For now he runs his hands through my chest hair and tries to touch all of me at once. It doesn't exactly work, but I'm not complaining. It's stupid and wonderful and almost makes dying worthwhile.
I whimper into the crook of his neck as he pulls my body down to cover his. Our chests touch and move against each other. It is burning hot and electric like lighting. I feel chills and heat and skin and a million other conflicting sensations I've forgotten I could feel. His big, strong hands slip under my pants to knead my ass and it's like nothing I've ever felt before.
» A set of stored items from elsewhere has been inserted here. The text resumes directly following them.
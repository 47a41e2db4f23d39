//! Headless session state machine.
//!
//! Owns the bearer token, the last-known profile, and the pending
//! second-factor state. Three event sources feed it concurrently: direct
//! user actions, provider-pushed events, and the inactivity countdown. State
//! lives behind one async mutex so concurrent events serialize instead of
//! racing each other.

use std::sync::atomic::{AtomicBool, Ordering};
use std::sync::{Arc, Weak};
use std::time::Duration;
use tokio::sync::Mutex;
use tracing::{debug, warn};
use uuid::Uuid;

use super::api::{AccountProfile, ApiError, AuthApi, SignInOutcome};
use super::inactivity::{InactivityGuard, DEFAULT_IDLE_TIMEOUT};

/// How long any single backend call may run before it surfaces as a
/// transient error.
const CALL_TIMEOUT: Duration = Duration::from_secs(15);

#[derive(Clone, Debug)]
pub enum SessionState {
    Anonymous,
    Authenticating,
    AwaitingSecondFactor {
        user_id: Uuid,
    },
    Authenticated {
        profile: AccountProfile,
        token: String,
    },
    /// Token and last-known profile retained after a transient failure; the
    /// next successful refetch promotes back to `Authenticated`.
    Degraded {
        profile: AccountProfile,
        token: String,
        last_error: String,
    },
}

impl SessionState {
    #[must_use]
    pub const fn is_authenticated(&self) -> bool {
        matches!(self, Self::Authenticated { .. })
    }

    #[must_use]
    pub fn token(&self) -> Option<&str> {
        match self {
            Self::Authenticated { token, .. } | Self::Degraded { token, .. } => Some(token),
            _ => None,
        }
    }

    #[must_use]
    pub fn profile(&self) -> Option<&AccountProfile> {
        match self {
            Self::Authenticated { profile, .. } | Self::Degraded { profile, .. } => Some(profile),
            _ => None,
        }
    }
}

/// Events pushed by the external identity provider.
#[derive(Clone, Debug)]
pub enum ProviderEvent {
    /// Silent token refresh. Updates the held token; only refetches the
    /// profile when the session is degraded and no fetch is in flight.
    TokenRefreshed { token: String },
    /// Provider-side revoke. Hard sign-out from any state.
    SessionEnded,
}

struct Inner {
    api: Arc<dyn AuthApi>,
    state: Mutex<SessionState>,
    guard: Mutex<Option<InactivityGuard>>,
    idle_timeout: Duration,
    fetch_in_flight: AtomicBool,
}

impl Inner {
    async fn force_anonymous(&self) {
        let mut state = self.state.lock().await;
        *state = SessionState::Anonymous;
        drop(state);
        *self.guard.lock().await = None;
    }
}

#[derive(Clone)]
pub struct SessionController {
    inner: Arc<Inner>,
}

impl SessionController {
    #[must_use]
    pub fn new(api: Arc<dyn AuthApi>) -> Self {
        Self::with_idle_timeout(api, DEFAULT_IDLE_TIMEOUT)
    }

    #[must_use]
    pub fn with_idle_timeout(api: Arc<dyn AuthApi>, idle_timeout: Duration) -> Self {
        Self {
            inner: Arc::new(Inner {
                api,
                state: Mutex::new(SessionState::Anonymous),
                guard: Mutex::new(None),
                idle_timeout,
                fetch_in_flight: AtomicBool::new(false),
            }),
        }
    }

    /// Snapshot of the current state.
    pub async fn state(&self) -> SessionState {
        self.inner.state.lock().await.clone()
    }

    /// Record user interaction, restarting the idle countdown.
    pub async fn touch(&self) {
        if let Some(guard) = self.inner.guard.lock().await.as_ref() {
            guard.touch();
        }
    }

    /// Sign in with email and password.
    ///
    /// # Errors
    /// Propagates the backend error; the state is `Anonymous` again on
    /// failure, `AwaitingSecondFactor` or `Authenticated` on success.
    pub async fn sign_in(&self, email: &str, password: &str) -> Result<(), ApiError> {
        {
            let mut state = self.inner.state.lock().await;
            if matches!(*state, SessionState::Authenticating) {
                // A sign-in is already running; drop the duplicate event.
                return Ok(());
            }
            *state = SessionState::Authenticating;
        }

        let outcome = with_timeout(self.inner.api.sign_in(email, password)).await;

        match outcome {
            Ok(SignInOutcome::Complete { profile, token }) => {
                self.enter_authenticated(profile, token).await;
                Ok(())
            }
            Ok(SignInOutcome::SecondFactorRequired { user_id }) => {
                *self.inner.state.lock().await = SessionState::AwaitingSecondFactor { user_id };
                Ok(())
            }
            Err(err) => {
                *self.inner.state.lock().await = SessionState::Anonymous;
                Err(err)
            }
        }
    }

    /// Submit the second-factor code for a pending challenge.
    ///
    /// # Errors
    /// An invalid code leaves the state at `AwaitingSecondFactor` so the
    /// user can retry; transient failures do the same.
    pub async fn verify_second_factor(&self, code: &str) -> Result<(), ApiError> {
        let user_id = match &*self.inner.state.lock().await {
            SessionState::AwaitingSecondFactor { user_id } => *user_id,
            _ => {
                return Err(ApiError::Rejected {
                    status: 409,
                    message: "no second-factor challenge pending".to_string(),
                })
            }
        };

        match with_timeout(self.inner.api.verify_two_factor(user_id, code)).await {
            Ok((profile, token)) => {
                self.enter_authenticated(profile, token).await;
                Ok(())
            }
            Err(err) => Err(err),
        }
    }

    /// Abandon a pending second-factor challenge. Also signs out of the
    /// external provider so no half-open provider session survives.
    pub async fn cancel_second_factor(&self) {
        if let Err(err) = with_timeout(self.inner.api.sign_out_provider()).await {
            warn!("provider sign-out failed: {err}");
        }
        self.inner.force_anonymous().await;
    }

    /// Refresh the profile against the held token.
    ///
    /// Auth failures force `Anonymous`; transient failures park the session
    /// in `Degraded` keeping token and last-known profile. A refetch already
    /// in flight makes this a no-op.
    ///
    /// # Errors
    /// Returns the backend error after the state transition is applied.
    pub async fn refresh_profile(&self) -> Result<(), ApiError> {
        let token = match self.state().await.token() {
            Some(token) => token.to_string(),
            None => return Ok(()),
        };

        if self.inner.fetch_in_flight.swap(true, Ordering::SeqCst) {
            debug!("profile fetch already in flight");
            return Ok(());
        }

        let result = with_timeout(self.inner.api.fetch_me(&token)).await;
        self.inner.fetch_in_flight.store(false, Ordering::SeqCst);

        match result {
            Ok(profile) => {
                let mut state = self.inner.state.lock().await;
                if let Some(held) = state.token() {
                    // The token may have been refreshed while we fetched;
                    // keep whatever is currently held.
                    let token = held.to_string();
                    *state = SessionState::Authenticated { profile, token };
                }
                Ok(())
            }
            Err(err) if err.is_auth() => {
                self.inner.force_anonymous().await;
                Err(err)
            }
            Err(err) => {
                let mut state = self.inner.state.lock().await;
                if let (Some(profile), Some(token)) =
                    (state.profile().cloned(), state.token().map(str::to_string))
                {
                    *state = SessionState::Degraded {
                        profile,
                        token,
                        last_error: err.to_string(),
                    };
                }
                drop(state);
                Err(err)
            }
        }
    }

    /// Apply a provider-pushed event.
    pub async fn handle_provider_event(&self, event: ProviderEvent) {
        match event {
            ProviderEvent::TokenRefreshed { token } => {
                let satisfied = {
                    let mut state = self.inner.state.lock().await;
                    match &mut *state {
                        // The held profile is still valid when only the
                        // token rotated; silent refreshes stay silent.
                        SessionState::Authenticated { token: held, .. } => {
                            *held = token;
                            true
                        }
                        SessionState::Degraded { token: held, .. } => {
                            *held = token;
                            false
                        }
                        _ => return,
                    }
                };

                // Refetch only for a degraded session, and only when no
                // fetch is already in flight; a refresh must not fan out
                // into duplicate backend calls.
                if satisfied || self.inner.fetch_in_flight.load(Ordering::SeqCst) {
                    debug!("token refreshed; profile fetch skipped");
                    return;
                }
                let _ = self.refresh_profile().await;
            }
            ProviderEvent::SessionEnded => {
                self.inner.force_anonymous().await;
            }
        }
    }

    /// Sign out: best-effort provider logout, then local teardown.
    pub async fn sign_out(&self) {
        if let Err(err) = with_timeout(self.inner.api.sign_out_provider()).await {
            warn!("provider sign-out failed: {err}");
        }
        self.inner.force_anonymous().await;
    }

    async fn enter_authenticated(&self, profile: AccountProfile, token: String) {
        *self.inner.state.lock().await = SessionState::Authenticated { profile, token };

        let weak: Weak<Inner> = Arc::downgrade(&self.inner);
        let guard = InactivityGuard::arm(self.inner.idle_timeout, async move {
            if let Some(inner) = weak.upgrade() {
                debug!("idle timeout: ending session");
                inner.force_anonymous().await;
            }
        });
        *self.inner.guard.lock().await = Some(guard);
    }
}

async fn with_timeout<T>(
    future: impl std::future::Future<Output = Result<T, ApiError>>,
) -> Result<T, ApiError> {
    match tokio::time::timeout(CALL_TIMEOUT, future).await {
        Ok(result) => result,
        Err(_) => Err(ApiError::Transient {
            message: "request timed out".to_string(),
        }),
    }
}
There is a thump and a clatter and a gasp. We both stop dead in our tracks. That wasn't me and that wasn't him. Our heads turn at much the same time to other end of the living room. Nathan's hands are still down my pants, still tightly gripping my ass and it still feels fantastic. Across the room a little old lady has fallen to the floor. Her walker toppled on its side and her hand gripping her heart. As we watch her eyes glaze over and before we can even move apart, try to make ourselves presentable for the first spirit we will met, a shadow descends on the corpse. It has no form, no features and it touches the body the same way we would. With an illusory grip that doesn't actually affect the physical form.
It sucks her soul out, which is funny because I don't know what a soul looks like but I can tell it sucked it out. Then it looks up at us with a face we can't so much see as sense. We are still naked from the waist up, Nathan with his hands down my pants but no longer gripping like before. This thing, this faceless, formless, incorporeal thing, it smirks at us. And then it disappears.